# Industrial Controls



## MechanicalDVR (Dec 29, 2007)

JoeCool612 said:


> I have been very diligent on electriciantalk and within my local attending classes, seminars,
> dinners, work vacations etc in order to gain experience and networking in the specialized field. It happens that I met a Vice President at the largest company in our area (I recently transferred to this company earlier in the month) and I contacted him if the shop had any industrial work. It turns out that I am on the road crew and my foreman tells me (in front of others) that I must have some “pull” because I’m leaving road crew to go on an industrial job tomorrow. I’m excited because if I play my cards right I could really excel with this company. What should I expect with industrial controls work? I’ve mainly done temp controls. I’m a 5th apprentice in union.


Congrats bro, I know you've been looking for the chance.

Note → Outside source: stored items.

use std::{fs, io, path::PathBuf};

use tally_domain::Session;

use crate::{manager::write_replacing, ConfigError};

/// Keeps the CLI signed in across invocations.
#[derive(Debug, Clone)]
pub struct SessionStore {
    path: PathBuf,
}

impl SessionStore {
    pub fn new(path: PathBuf) -> Self {
        Self { path }
    }

    pub fn load(&self) -> Result<Option<Session>, ConfigError> {
        let data = match fs::read_to_string(&self.path) {
            Ok(data) => data,
            Err(err) if err.kind() == io::ErrorKind::NotFound => return Ok(None),
            Err(err) => return Err(err.into()),
        };
        serde_json::from_str(&data)
            .map(Some)
            .map_err(|err| ConfigError::Serde(err.to_string()))
    }

    pub fn save(&self, session: &Session) -> Result<(), ConfigError> {
        let json = serde_json::to_string_pretty(session)
            .map_err(|err| ConfigError::Serde(err.to_string()))?;
        write_replacing(&self.path, &json)
    }

    /// Forgets the stored session. Clearing twice is not an error.
    pub fn clear(&self) -> Result<(), ConfigError> {
        match fs::remove_file(&self.path) {
            Ok(()) => Ok(()),
            Err(err) if err.kind() == io::ErrorKind::NotFound => Ok(()),
            Err(err) => Err(err.into()),
        }
    }
}
use std::{
    env,
    fs::{self, File},
    io::{self, Write},
    path::{Path, PathBuf},
};

use crate::{Config, ConfigError, SessionStore};

/// Overrides the base directory holding config and session files.
pub const HOME_ENV: &str = "TALLY_HOME";
const CONFIG_FILE: &str = "config.json";
const SESSION_FILE: &str = "session.json";
const TMP_SUFFIX: &str = "tmp";

/// Handles persistence of [`Config`] and locates the session file.
#[derive(Debug, Clone)]
pub struct ConfigManager {
    config_path: PathBuf,
    session_path: PathBuf,
}

impl ConfigManager {
    pub fn new(config_path: PathBuf, session_path: PathBuf) -> Self {
        Self {
            config_path,
            session_path,
        }
    }

    pub fn with_base_dir(base: PathBuf) -> Result<Self, ConfigError> {
        fs::create_dir_all(&base)?;
        Ok(Self::new(base.join(CONFIG_FILE), base.join(SESSION_FILE)))
    }

    /// `$TALLY_HOME`, else the platform config directory.
    pub fn default_base_dir() -> Result<PathBuf, ConfigError> {
        if let Some(home) = env::var_os(HOME_ENV).filter(|value| !value.is_empty()) {
            return Ok(PathBuf::from(home));
        }
        dirs::config_dir()
            .map(|dir| dir.join("tally"))
            .ok_or_else(|| {
                ConfigError::Io(io::Error::new(
                    io::ErrorKind::NotFound,
                    format!("no configuration directory available; set {HOME_ENV}"),
                ))
            })
    }

    pub fn from_env() -> Result<Self, ConfigError> {
        Self::with_base_dir(Self::default_base_dir()?)
    }

    pub fn config_path(&self) -> &Path {
        &self.config_path
    }

    pub fn session_path(&self) -> &Path {
        &self.session_path
    }

    pub fn sessions(&self) -> SessionStore {
        SessionStore::new(self.session_path.clone())
    }

    pub fn load(&self) -> Result<Config, ConfigError> {
        if self.config_path.exists() {
            let data = fs::read_to_string(&self.config_path)?;
            serde_json::from_str(&data).map_err(|err| ConfigError::Serde(err.to_string()))
        } else {
            Ok(Config::default())
        }
    }

    /// Loads the stored config and applies environment overrides on top.
    pub fn load_effective(&self) -> Result<Config, ConfigError> {
        let mut config = self.load()?;
        config.apply_env();
        Ok(config)
    }

    pub fn save(&self, config: &Config) -> Result<(), ConfigError> {
        let json = serde_json::to_string_pretty(config)
            .map_err(|err| ConfigError::Serde(err.to_string()))?;
        write_replacing(&self.config_path, &json)
    }
}

/// Writes to a sibling temp file, then renames it over `path`.
pub(crate) fn write_replacing(path: &Path, data: &str) -> Result<(), ConfigError> {
    if let Some(parent) = path.parent() {
        fs::create_dir_all(parent)?;
    }
    let tmp = tmp_path(path);
    let mut file = File::create(&tmp)?;
    file.write_all(data.as_bytes())?;
    file.flush()?;
    fs::rename(&tmp, path)?;
    Ok(())
}

fn tmp_path(path: &Path) -> PathBuf {
    let mut tmp = path.to_path_buf();
    let ext = match path.extension().and_then(|ext| ext.to_str()) {
        Some(existing) => format!("{existing}.{TMP_SUFFIX}"),
        None => TMP_SUFFIX.to_string(),
    };
    tmp.set_extension(ext);
    tmp
}
//! The job: an execution context binding a graph to I/O endpoints and codecs,
//! with recording and pass-limit configuration.
//!
//! The job owns its codec bindings and their I/O objects; dropping the job
//! releases everything registered to it.

use crate::codecs::{self, CodecInstance, SIGNATURE_LENGTH};
use crate::errors::{ErrorKind, Result};
use crate::flow::{self, graph::Graph};
use crate::io::IoProxy;
use crate::{here, nerror};
use log::debug;
use rasterflow_types::{GraphRecording, IoDirection};

pub const DEFAULT_MAX_PASSES: i32 = 6;

pub struct Job {
    pub debug_job_id: i32,
    /// Bumped by the graph-changed hook while version recording is active.
    pub next_graph_version: i32,
    /// Upper bound on outer dims/flatten/optimize/execute passes.
    pub max_calc_flatten_execute_passes: i32,
    pub record_graph_versions: bool,
    pub record_frame_images: bool,
    pub render_last_graph: bool,
    pub render_graph_versions: bool,
    pub render_animated_graph: bool,
    codecs: Vec<CodecInstance>,
}

impl Job {
    pub(crate) fn new(debug_job_id: i32) -> Job {
        Job {
            debug_job_id,
            next_graph_version: 0,
            max_calc_flatten_execute_passes: DEFAULT_MAX_PASSES,
            record_graph_versions: false,
            record_frame_images: false,
            render_last_graph: false,
            render_graph_versions: false,
            render_animated_graph: false,
            codecs: Vec::new(),
        }
    }

    /// Applies recording flags, enforcing the implications
    /// `render_graph_versions => record_graph_versions` and
    /// `render_animated_graph => render_graph_versions`.
    pub fn configure_recording(&mut self, recording: GraphRecording) {
        self.record_frame_images = recording.record_frame_images;
        self.record_graph_versions = recording.record_graph_versions;
        self.render_last_graph = recording.render_last_graph;
        self.render_graph_versions =
            recording.render_graph_versions && recording.record_graph_versions;
        self.render_animated_graph =
            recording.render_animated_graph && self.render_graph_versions;
    }

    /// Registers an I/O endpoint under `placeholder_id`. Inputs are sniffed:
    /// the first 8 bytes select the codec, the stream is rewound, and the
    /// frame header is cached. Output codecs are not determined this early —
    /// an encoder node claims the binding during execution.
    pub fn add_io(&mut self, io: IoProxy, placeholder_id: i32, direction: IoDirection) -> Result<()> {
        let mut instance = CodecInstance {
            placeholder_id,
            direction,
            io,
            codec_id: None,
            frame_info: None,
        };
        if direction == IoDirection::In {
            let mut signature = [0u8; SIGNATURE_LENGTH];
            instance.io.read_exact(&mut signature).map_err(|e| {
                nerror!(
                    ErrorKind::IoError,
                    "Failed to read the first 8 bytes of input {}: {}",
                    placeholder_id,
                    e.message
                )
            })?;
            instance.io.seek(0).map_err(|e| {
                nerror!(
                    ErrorKind::IoError,
                    "Failed to seek to byte 0 in input {}: {}",
                    placeholder_id,
                    e.message
                )
            })?;
            let kind = codecs::codec_select(&signature).ok_or_else(|| {
                // Or bad buffer, unsupported file type, etc.
                nerror!(
                    ErrorKind::NotImplemented,
                    "Unrecognized leading byte sequence {:02x}{:02x}{:02x}{:02x}{:02x}{:02x}{:02x}{:02x}",
                    signature[0],
                    signature[1],
                    signature[2],
                    signature[3],
                    signature[4],
                    signature[5],
                    signature[6],
                    signature[7]
                )
            })?;
            instance.codec_id = Some(kind);
            codecs::initialize_codec(&mut instance).map_err(|e| e.at(here!()))?;
            debug!(
                "job {}: input {} sniffed as {:?}",
                self.debug_job_id, placeholder_id, kind
            );
        }
        self.codecs.push(instance);
        Ok(())
    }

    /// First binding registered under `placeholder_id`, if any. Bindings are
    /// few enough that a linear scan is the right data structure.
    pub fn get_codec_instance(&self, placeholder_id: i32) -> Option<&CodecInstance> {
        self.codecs
            .iter()
            .find(|c| c.placeholder_id == placeholder_id)
    }

    pub(crate) fn codec_instance_index(&self, placeholder_id: i32) -> Option<usize> {
        self.codecs
            .iter()
            .position(|c| c.placeholder_id == placeholder_id)
    }

    pub fn codec_instance_by_index(&self, index: usize) -> Option<&CodecInstance> {
        self.codecs.get(index)
    }

    pub(crate) fn codec_instance_by_index_mut(&mut self, index: usize) -> Option<&mut CodecInstance> {
        self.codecs.get_mut(index)
    }

    pub fn get_io(&self, placeholder_id: i32) -> Result<&IoProxy> {
        self.get_codec_instance(placeholder_id)
            .map(|c| &c.io)
            .ok_or_else(|| {
                nerror!(
                    ErrorKind::InvalidArgument,
                    "No I/O registered for placeholder id {}",
                    placeholder_id
                )
            })
    }

    pub fn get_io_mut(&mut self, placeholder_id: i32) -> Result<&mut IoProxy> {
        self.codecs
            .iter_mut()
            .find(|c| c.placeholder_id == placeholder_id)
            .map(|c| &mut c.io)
            .ok_or_else(|| {
                nerror!(
                    ErrorKind::InvalidArgument,
                    "No I/O registered for placeholder id {}",
                    placeholder_id
                )
            })
    }

    /// The bytes an in-memory output sink accumulated during execution.
    pub fn get_output_buffer(&self, placeholder_id: i32) -> Result<&[u8]> {
        self.get_io(placeholder_id)
            .map_err(|e| e.at(here!()))?
            .get_output_buffer()
            .map_err(|e| e.at(here!()))
    }

    /// Drives the fixed-point pass loop over the graph.
    pub fn execute(&mut self, g: &mut Graph) -> Result<()> {
        flow::job_execute(self, g).map_err(|e| e.at(here!()))
    }
}
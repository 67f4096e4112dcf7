//! I/O endpoints a job can read from or write to.
//!
//! Endpoints are finite and seekable: in-memory sources, expanding in-memory
//! sinks, and plain files. All calls are synchronous and blocking.

use crate::errors::{ErrorKind, Result};
use crate::{here, nerror};
use rasterflow_types::IoMode;
use std::fmt;
use std::fs::File;
use std::io::{Cursor, Read, Seek, SeekFrom, Write};
use std::path::Path;

enum IoBackend {
    Memory(Cursor<Vec<u8>>),
    File(File),
}

pub struct IoProxy {
    backend: IoBackend,
    mode: IoMode,
}

impl IoProxy {
    /// A readable, seekable source over a copy of the given bytes.
    pub fn from_slice(bytes: &[u8]) -> IoProxy {
        IoProxy::from_vec(bytes.to_vec())
    }

    /// A readable, seekable source that takes ownership of the given bytes.
    pub fn from_vec(bytes: Vec<u8>) -> IoProxy {
        IoProxy {
            backend: IoBackend::Memory(Cursor::new(bytes)),
            mode: IoMode::ReadSeekable,
        }
    }

    /// An expanding in-memory sink; retrieve the result with
    /// [`get_output_buffer`](IoProxy::get_output_buffer) after execution.
    pub fn output_buffer() -> IoProxy {
        IoProxy {
            backend: IoBackend::Memory(Cursor::new(Vec::new())),
            mode: IoMode::WriteSeekable,
        }
    }

    pub fn file_reader<P: AsRef<Path>>(path: P) -> Result<IoProxy> {
        let file = File::open(path.as_ref()).map_err(|e| {
            nerror!(
                ErrorKind::IoError,
                "Failed to open {:?} for reading: {}",
                path.as_ref(),
                e
            )
        })?;
        Ok(IoProxy {
            backend: IoBackend::File(file),
            mode: IoMode::ReadSeekable,
        })
    }

    pub fn file_writer<P: AsRef<Path>>(path: P) -> Result<IoProxy> {
        let file = File::create(path.as_ref()).map_err(|e| {
            nerror!(
                ErrorKind::IoError,
                "Failed to open {:?} for writing: {}",
                path.as_ref(),
                e
            )
        })?;
        Ok(IoProxy {
            backend: IoBackend::File(file),
            mode: IoMode::WriteSeekable,
        })
    }

    pub fn mode(&self) -> IoMode {
        self.mode
    }

    pub fn read(&mut self, buffer: &mut [u8]) -> Result<usize> {
        if !self.mode.can_read() {
            return Err(nerror!(
                ErrorKind::IoError,
                "I/O object with mode {:?} is not readable",
                self.mode
            ));
        }
        let read = match &mut self.backend {
            IoBackend::Memory(cursor) => cursor.read(buffer),
            IoBackend::File(file) => file.read(buffer),
        };
        read.map_err(|e| nerror!(ErrorKind::IoError, "Read failed: {}", e))
    }

    pub fn read_exact(&mut self, buffer: &mut [u8]) -> Result<()> {
        let mut filled = 0;
        while filled < buffer.len() {
            let n = self.read(&mut buffer[filled..]).map_err(|e| e.at(here!()))?;
            if n == 0 {
                return Err(nerror!(
                    ErrorKind::IoError,
                    "Unexpected end of stream: wanted {} bytes, got {}",
                    buffer.len(),
                    filled
                ));
            }
            filled += n;
        }
        Ok(())
    }

    pub fn read_to_end(&mut self, buffer: &mut Vec<u8>) -> Result<usize> {
        if !self.mode.can_read() {
            return Err(nerror!(
                ErrorKind::IoError,
                "I/O object with mode {:?} is not readable",
                self.mode
            ));
        }
        let read = match &mut self.backend {
            IoBackend::Memory(cursor) => cursor.read_to_end(buffer),
            IoBackend::File(file) => file.read_to_end(buffer),
        };
        read.map_err(|e| nerror!(ErrorKind::IoError, "Read failed: {}", e))
    }

    pub fn seek(&mut self, offset: u64) -> Result<()> {
        let seek = match &mut self.backend {
            IoBackend::Memory(cursor) => cursor.seek(SeekFrom::Start(offset)),
            IoBackend::File(file) => file.seek(SeekFrom::Start(offset)),
        };
        seek.map(|_| ())
            .map_err(|e| nerror!(ErrorKind::IoError, "Seek to {} failed: {}", offset, e))
    }

    pub fn tell(&mut self) -> Result<u64> {
        let pos = match &mut self.backend {
            IoBackend::Memory(cursor) => cursor.stream_position(),
            IoBackend::File(file) => file.stream_position(),
        };
        pos.map_err(|e| nerror!(ErrorKind::IoError, "Tell failed: {}", e))
    }

    pub fn write_all(&mut self, bytes: &[u8]) -> Result<()> {
        if !self.mode.can_write() {
            return Err(nerror!(
                ErrorKind::IoError,
                "I/O object with mode {:?} is not writable",
                self.mode
            ));
        }
        let write = match &mut self.backend {
            IoBackend::Memory(cursor) => cursor.write_all(bytes),
            IoBackend::File(file) => file.write_all(bytes),
        };
        write.map_err(|e| nerror!(ErrorKind::IoError, "Write of {} bytes failed: {}", bytes.len(), e))
    }

    /// The accumulated bytes of an in-memory sink.
    pub fn get_output_buffer(&self) -> Result<&[u8]> {
        match &self.backend {
            IoBackend::Memory(cursor) if self.mode.can_write() => Ok(cursor.get_ref()),
            _ => Err(nerror!(
                ErrorKind::InvalidArgument,
                "This I/O object is not an output buffer"
            )),
        }
    }
}

impl fmt::Debug for IoProxy {
    fn fmt(&self, f: &mut fmt::Formatter) -> fmt::Result {
        match &self.backend {
            IoBackend::Memory(cursor) => {
                write!(f, "IoProxy::Memory({} bytes, {:?})", cursor.get_ref().len(), self.mode)
            }
            IoBackend::File(_) => write!(f, "IoProxy::File({:?})", self.mode),
        }
    }
}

What to expect depends on the role they put you in. Just keep your eyes and ears open and take any training they offer you.

Best of luck!


----------



## JoeCool612 (May 22, 2016)

MechanicalDVR said:


> JoeCool612 said:
> 
> 
> > I have been very diligent on electriciantalk and within my local attending classes, seminars,
> ...


Yeah man. You’ve been super helpful. I appreciate you.


----------



## Bird dog (Oct 27, 2015)

Congrats. There's nothing wrong with having some pull if it's done the right way, for the right reasons. Now go & prove yourself!


----------



## splatz (May 23, 2015)

Good luck! Have you worked with ladder logic at all? If not there are tons of online resources that could get the ball rolling.


----------



## JoeCool612 (May 22, 2016)

splatz said:


> Good luck! Have you worked with ladder logic at all? If not there are tons of online resources that could get the ball rolling.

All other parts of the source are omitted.